■ WHAT TO DO
Output only the lines from the start of the entries through the line holding "All metrics read". Each line must match the original exactly.

■ TASK DATA
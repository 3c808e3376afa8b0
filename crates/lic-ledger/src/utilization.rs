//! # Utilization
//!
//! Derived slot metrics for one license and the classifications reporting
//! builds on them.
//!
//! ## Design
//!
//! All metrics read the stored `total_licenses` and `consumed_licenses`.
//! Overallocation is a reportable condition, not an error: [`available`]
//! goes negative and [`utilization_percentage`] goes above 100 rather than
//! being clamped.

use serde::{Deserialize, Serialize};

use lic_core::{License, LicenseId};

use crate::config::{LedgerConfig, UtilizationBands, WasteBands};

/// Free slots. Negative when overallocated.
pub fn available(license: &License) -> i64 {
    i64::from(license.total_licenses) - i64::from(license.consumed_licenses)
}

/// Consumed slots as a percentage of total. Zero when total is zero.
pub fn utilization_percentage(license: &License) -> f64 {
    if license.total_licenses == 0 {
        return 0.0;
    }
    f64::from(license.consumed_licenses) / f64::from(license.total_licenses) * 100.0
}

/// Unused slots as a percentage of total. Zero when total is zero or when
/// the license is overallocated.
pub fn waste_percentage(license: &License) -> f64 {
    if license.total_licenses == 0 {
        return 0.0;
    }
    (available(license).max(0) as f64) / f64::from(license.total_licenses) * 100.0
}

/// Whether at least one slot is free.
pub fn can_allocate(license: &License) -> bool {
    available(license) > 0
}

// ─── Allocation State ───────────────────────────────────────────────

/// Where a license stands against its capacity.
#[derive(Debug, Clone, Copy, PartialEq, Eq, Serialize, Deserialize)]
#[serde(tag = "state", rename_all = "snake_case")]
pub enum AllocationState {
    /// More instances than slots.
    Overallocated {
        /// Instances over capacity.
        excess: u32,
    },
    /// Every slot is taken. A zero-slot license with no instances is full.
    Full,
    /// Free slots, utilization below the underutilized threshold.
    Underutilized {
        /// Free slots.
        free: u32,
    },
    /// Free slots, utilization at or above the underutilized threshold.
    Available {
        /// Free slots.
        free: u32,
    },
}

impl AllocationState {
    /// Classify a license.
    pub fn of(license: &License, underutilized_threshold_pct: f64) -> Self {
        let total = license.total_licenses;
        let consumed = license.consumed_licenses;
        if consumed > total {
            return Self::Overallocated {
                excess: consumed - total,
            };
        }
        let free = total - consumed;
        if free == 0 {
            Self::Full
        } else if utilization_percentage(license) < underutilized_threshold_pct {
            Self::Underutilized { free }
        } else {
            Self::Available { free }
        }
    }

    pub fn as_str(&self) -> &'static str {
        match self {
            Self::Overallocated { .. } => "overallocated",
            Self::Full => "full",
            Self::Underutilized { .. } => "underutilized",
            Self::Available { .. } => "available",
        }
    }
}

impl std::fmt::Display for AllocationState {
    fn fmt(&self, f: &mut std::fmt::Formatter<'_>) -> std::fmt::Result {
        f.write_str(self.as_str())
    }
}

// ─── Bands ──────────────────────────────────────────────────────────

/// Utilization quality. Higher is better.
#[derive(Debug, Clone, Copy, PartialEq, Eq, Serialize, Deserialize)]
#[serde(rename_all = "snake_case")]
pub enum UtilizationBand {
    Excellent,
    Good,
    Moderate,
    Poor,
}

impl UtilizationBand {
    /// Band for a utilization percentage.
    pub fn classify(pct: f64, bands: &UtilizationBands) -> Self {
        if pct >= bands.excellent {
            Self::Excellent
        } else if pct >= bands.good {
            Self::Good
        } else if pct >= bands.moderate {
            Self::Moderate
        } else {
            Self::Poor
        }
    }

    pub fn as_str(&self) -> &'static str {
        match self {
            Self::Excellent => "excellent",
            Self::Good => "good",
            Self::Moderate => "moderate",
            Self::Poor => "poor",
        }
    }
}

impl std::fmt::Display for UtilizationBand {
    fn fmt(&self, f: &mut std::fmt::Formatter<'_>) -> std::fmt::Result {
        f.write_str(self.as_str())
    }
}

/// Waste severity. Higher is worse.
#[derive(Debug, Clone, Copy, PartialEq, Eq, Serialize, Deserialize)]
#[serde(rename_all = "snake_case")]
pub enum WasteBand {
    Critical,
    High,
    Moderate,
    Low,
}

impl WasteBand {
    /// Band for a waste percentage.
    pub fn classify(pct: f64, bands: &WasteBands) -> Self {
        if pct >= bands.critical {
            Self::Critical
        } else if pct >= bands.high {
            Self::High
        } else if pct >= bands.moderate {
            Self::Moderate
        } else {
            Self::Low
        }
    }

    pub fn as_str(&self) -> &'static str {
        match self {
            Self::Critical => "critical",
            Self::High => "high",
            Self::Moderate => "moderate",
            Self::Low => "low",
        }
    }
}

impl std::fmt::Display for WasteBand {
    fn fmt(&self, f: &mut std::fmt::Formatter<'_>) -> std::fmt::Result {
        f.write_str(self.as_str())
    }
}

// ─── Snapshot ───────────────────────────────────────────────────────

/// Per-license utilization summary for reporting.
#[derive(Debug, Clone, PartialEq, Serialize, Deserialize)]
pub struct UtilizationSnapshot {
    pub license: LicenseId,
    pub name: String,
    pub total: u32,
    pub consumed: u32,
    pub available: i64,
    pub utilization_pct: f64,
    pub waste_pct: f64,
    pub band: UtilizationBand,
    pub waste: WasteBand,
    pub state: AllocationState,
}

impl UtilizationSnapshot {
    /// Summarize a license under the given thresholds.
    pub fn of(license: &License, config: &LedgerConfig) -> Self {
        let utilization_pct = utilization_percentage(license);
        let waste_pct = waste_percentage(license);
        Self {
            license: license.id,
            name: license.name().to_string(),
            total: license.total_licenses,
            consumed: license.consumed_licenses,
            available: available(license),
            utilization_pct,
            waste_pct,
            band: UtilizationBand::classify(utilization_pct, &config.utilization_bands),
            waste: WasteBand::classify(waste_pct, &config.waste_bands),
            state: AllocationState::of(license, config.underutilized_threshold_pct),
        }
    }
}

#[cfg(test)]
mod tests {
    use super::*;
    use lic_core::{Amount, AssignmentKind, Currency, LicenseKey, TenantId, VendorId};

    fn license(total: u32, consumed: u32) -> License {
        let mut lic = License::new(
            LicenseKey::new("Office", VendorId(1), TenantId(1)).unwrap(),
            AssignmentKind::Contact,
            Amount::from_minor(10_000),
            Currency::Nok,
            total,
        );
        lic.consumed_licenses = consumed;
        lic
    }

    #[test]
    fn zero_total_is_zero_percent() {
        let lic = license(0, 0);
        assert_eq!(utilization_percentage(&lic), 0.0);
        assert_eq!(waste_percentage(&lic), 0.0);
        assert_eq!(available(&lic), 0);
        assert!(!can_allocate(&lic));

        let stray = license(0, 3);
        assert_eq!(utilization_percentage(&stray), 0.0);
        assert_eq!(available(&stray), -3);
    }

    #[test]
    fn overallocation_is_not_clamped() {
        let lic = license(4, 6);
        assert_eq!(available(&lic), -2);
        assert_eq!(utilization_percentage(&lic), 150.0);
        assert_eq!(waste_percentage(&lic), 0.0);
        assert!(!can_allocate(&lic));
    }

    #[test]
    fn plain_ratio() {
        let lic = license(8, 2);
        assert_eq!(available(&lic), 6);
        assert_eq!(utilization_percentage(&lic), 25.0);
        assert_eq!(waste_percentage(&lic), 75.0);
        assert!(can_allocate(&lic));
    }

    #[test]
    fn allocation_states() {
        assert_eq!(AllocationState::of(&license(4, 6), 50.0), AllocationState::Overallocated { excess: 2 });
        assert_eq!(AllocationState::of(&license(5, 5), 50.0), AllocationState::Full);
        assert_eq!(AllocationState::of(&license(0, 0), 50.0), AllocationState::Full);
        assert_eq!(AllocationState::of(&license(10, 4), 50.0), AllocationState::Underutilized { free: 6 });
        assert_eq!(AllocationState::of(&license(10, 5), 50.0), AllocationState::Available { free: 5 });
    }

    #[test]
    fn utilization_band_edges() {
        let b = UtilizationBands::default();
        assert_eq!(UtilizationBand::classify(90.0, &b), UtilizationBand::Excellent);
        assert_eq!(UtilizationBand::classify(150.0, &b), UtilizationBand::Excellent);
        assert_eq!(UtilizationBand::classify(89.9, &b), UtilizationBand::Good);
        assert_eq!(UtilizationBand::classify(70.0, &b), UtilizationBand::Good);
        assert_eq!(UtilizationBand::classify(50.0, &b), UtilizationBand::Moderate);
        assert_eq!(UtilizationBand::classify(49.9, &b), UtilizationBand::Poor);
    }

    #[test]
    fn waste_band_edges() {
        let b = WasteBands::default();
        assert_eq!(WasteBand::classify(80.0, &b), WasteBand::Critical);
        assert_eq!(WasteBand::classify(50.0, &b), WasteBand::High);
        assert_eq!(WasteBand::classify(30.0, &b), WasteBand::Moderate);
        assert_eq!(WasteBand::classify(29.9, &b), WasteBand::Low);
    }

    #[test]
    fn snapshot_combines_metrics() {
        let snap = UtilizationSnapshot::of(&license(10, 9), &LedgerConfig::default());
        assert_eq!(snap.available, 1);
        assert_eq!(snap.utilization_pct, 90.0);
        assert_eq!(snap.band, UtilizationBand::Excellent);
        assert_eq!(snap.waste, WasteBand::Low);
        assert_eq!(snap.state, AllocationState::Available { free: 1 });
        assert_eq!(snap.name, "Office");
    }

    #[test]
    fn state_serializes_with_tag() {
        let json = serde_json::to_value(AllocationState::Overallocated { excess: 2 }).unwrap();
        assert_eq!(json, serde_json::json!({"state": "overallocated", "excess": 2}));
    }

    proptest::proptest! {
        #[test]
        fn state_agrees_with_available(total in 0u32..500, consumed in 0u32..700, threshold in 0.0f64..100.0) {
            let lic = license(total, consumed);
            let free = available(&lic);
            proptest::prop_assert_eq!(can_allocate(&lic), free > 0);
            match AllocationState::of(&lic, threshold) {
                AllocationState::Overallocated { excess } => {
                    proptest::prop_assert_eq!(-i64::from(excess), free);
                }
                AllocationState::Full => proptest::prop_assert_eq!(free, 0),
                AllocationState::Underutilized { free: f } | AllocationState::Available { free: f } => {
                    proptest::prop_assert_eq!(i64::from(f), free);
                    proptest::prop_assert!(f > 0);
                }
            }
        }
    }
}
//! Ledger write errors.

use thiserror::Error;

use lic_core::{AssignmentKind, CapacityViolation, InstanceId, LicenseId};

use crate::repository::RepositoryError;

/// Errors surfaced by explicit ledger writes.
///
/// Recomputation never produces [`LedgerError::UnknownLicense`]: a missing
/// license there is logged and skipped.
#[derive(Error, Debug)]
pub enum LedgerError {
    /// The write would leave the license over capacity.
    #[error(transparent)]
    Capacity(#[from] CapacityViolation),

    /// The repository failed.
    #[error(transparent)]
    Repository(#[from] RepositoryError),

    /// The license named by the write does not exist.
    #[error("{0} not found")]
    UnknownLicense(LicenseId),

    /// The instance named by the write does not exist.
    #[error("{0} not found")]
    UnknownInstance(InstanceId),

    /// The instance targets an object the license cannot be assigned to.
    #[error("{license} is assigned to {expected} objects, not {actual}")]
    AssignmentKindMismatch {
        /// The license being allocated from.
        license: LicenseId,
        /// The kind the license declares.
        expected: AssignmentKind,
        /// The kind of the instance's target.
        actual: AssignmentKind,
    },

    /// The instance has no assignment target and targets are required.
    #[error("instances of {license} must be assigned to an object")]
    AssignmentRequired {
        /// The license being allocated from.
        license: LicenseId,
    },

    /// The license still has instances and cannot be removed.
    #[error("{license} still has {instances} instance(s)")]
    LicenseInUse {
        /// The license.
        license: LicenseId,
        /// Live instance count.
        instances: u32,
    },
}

■ FINAL ANSWER
repository 3c808e3376afa8b0
filename crates/lic-ledger/src/utilization.rs
//! # Utilization
//!
//! Derived slot metrics for one license and the classifications reporting
//! builds on them.
//!
//! ## Design
//!
//! All metrics read the stored `total_licenses` and `consumed_licenses`.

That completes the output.